Ceremony 4: I Love My (self), Period.

Picture "How might it have been different for you,
if, on your first menstrual day your mother had given you
a bouquet of flowers and taken you to lunch
and then the two of you had gone
to meet your father at the jeweller,
where your ears were pierced,
and your father bought you your first pair of earings,
and then you went with a few of your friends and your mother's friends to get your first lip colouring;

and then you went,
for the very first time,
to the Women's Lodge,
to learn
the Wisdom of the Women?

How might your life be different?"

(From Circle of Stones - by Judith Duerk)
Picture I love my blood.  

I love that every month I release, physically, spiritually and creatively.  

I love that within me, within all of us, somewhere, is a memory of being carried, nourished and protected within the tremendous power of our mother's womb. 

I love my womb, my ovaries, my cycles, and I love how learning about my cyclic potential, reserving space for my experience each month, and honoring all women with these practices has absolutely transformed my living and experience.  

When I live in accord with my natural rhythms I am energized, engaged, creative, super happy and grateful at each turn.

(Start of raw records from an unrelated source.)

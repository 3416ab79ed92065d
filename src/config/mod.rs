//! Configuration loading and management

mod io;
mod settings;

pub use settings::{GuiSettings, ServerSettings};

use std::path::Path;

use anyhow::{Context, Result};
use serde::{Deserialize, Serialize};

/// Main configuration structure
#[derive(Debug, Clone, Default, PartialEq, Serialize, Deserialize)]
pub struct Config {
    /// Authorization server connection
    #[serde(default)]
    pub server: ServerSettings,

    /// Window settings
    #[serde(default)]
    pub gui: GuiSettings,
}

impl Config {
    /// Load configuration from a file
    pub fn from_file(path: &Path) -> Result<Self> {
        let content = std::fs::read_to_string(path)
            .with_context(|| format!("Failed to read config file: {}", path.display()))?;

        Self::from_toml(&content)
            .with_context(|| format!("Failed to parse config file: {}", path.display()))
    }

    /// Parse configuration from TOML text
    pub fn from_toml(content: &str) -> Result<Self> {
        Ok(toml::from_str(content)?)
    }

    /// Override the server base URL (e.g. from `--server`)
    pub fn with_server(mut self, base_url: Option<String>) -> Self {
        if let Some(url) = base_url {
            self.server.base_url = url;
        }
        self
    }
}
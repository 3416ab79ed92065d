//! Configuration file I/O operations

use std::fs::OpenOptions;
use std::io::Write;
use std::path::{Path, PathBuf};

use anyhow::{Context, Result};
use fs2::FileExt;
use tracing::{debug, info};

use super::Config;

impl Config {
    /// Get the global config directory path (~/.scope-admin/)
    pub fn global_config_dir() -> PathBuf {
        dirs::home_dir()
            .unwrap_or_else(|| PathBuf::from("."))
            .join(".scope-admin")
    }

    /// Get the global config file path (~/.scope-admin/config.toml)
    pub fn global_config_path() -> PathBuf {
        Self::global_config_dir().join("config.toml")
    }

    /// Load from `path`, or from the global location when `None`.
    ///
    /// A missing file yields the defaults; a broken file is an error.
    pub fn load(path: Option<&Path>) -> Result<Self> {
        let path = path
            .map(Path::to_path_buf)
            .unwrap_or_else(Self::global_config_path);

        if !path.exists() {
            debug!("No config at {}, using defaults", path.display());
            return Ok(Self::default());
        }

        info!("Loading config from {}", path.display());
        Self::from_file(&path)
    }

    /// Save configuration to a file with atomic write and file locking.
    ///
    /// The lock keeps a concurrent `init` from interleaving writes; the
    /// temp file + rename keeps a crash from leaving a truncated config.
    pub fn save_to_file(&self, path: &Path) -> Result<()> {
        if let Some(parent) = path.parent() {
            std::fs::create_dir_all(parent).with_context(|| {
                format!("Failed to create config directory: {}", parent.display())
            })?;
        }

        let content = toml::to_string_pretty(self).with_context(|| "Failed to serialize config")?;

        let lock_path = path.with_extension("toml.lock");
        let lock_file = OpenOptions::new()
            .write(true)
            .create(true)
            .truncate(true)
            .open(&lock_path)
            .with_context(|| format!("Failed to create lock file: {}", lock_path.display()))?;

        lock_file
            .lock_exclusive()
            .with_context(|| "Failed to acquire config lock")?;

        let temp_path = path.with_extension("toml.tmp");
        let mut temp_file = OpenOptions::new()
            .write(true)
            .create(true)
            .truncate(true)
            .open(&temp_path)
            .with_context(|| format!("Failed to create temp file: {}", temp_path.display()))?;

        temp_file
            .write_all(content.as_bytes())
            .with_context(|| "Failed to write config content")?;

        temp_file
            .sync_all()
            .with_context(|| "Failed to sync config file")?;

        std::fs::rename(&temp_path, path)
            .with_context(|| format!("Failed to rename config file: {}", path.display()))?;

        // Lock is released when lock_file is dropped
        Ok(())
    }
}

#[cfg(test)]
mod tests {
    use super::*;
    use tempfile::TempDir;

    #[test]
    fn test_load_missing_file_gives_defaults() {
        let dir = TempDir::new().unwrap();
        let config = Config::load(Some(&dir.path().join("absent.toml"))).unwrap();
        assert_eq!(config, Config::default());
    }

    #[test]
    fn test_save_then_load() {
        let dir = TempDir::new().unwrap();
        let path = dir.path().join("nested").join("config.toml");

        let mut config = Config::default();
        config.server.base_url = "https://idp.example.org/".to_string();
        config.server.access_token = Some("secret".to_string());
        config.save_to_file(&path).unwrap();

        assert!(!path.with_extension("toml.tmp").exists());
        let loaded = Config::load(Some(&path)).unwrap();
        assert_eq!(loaded, config);
    }

    #[test]
    fn test_load_broken_file_fails() {
        let dir = TempDir::new().unwrap();
        let path = dir.path().join("config.toml");
        std::fs::write(&path, "server = 12").unwrap();
        assert!(Config::load(Some(&path)).is_err());
    }
}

Then, there's this week. Picture I caught the flu.  Long story, but I've been working through some lingering toxins and negativity from my most recent transition.  I needed to sit, be, and purge.  Then my husband got sick.  And my daughter.  And today my stepdaughter is home with a new virus.  Meanwhile I've been bleeding.  My usual practices and habits, so carefully built over years, were flushed away.  I was living in the old way, a pattern of demand and denial.  Where what presses on us requires that we deny ourselves, the innateness of our womanhood.  And you know what?  It sucks.

Can anyone relate?

I have two daughters and a son.  Soon the girls will be bleeding, too, and we've had a lot of talk about rites of passage, rituals for cycles, what menstruation means, why it is vital to the species, that sort of thing.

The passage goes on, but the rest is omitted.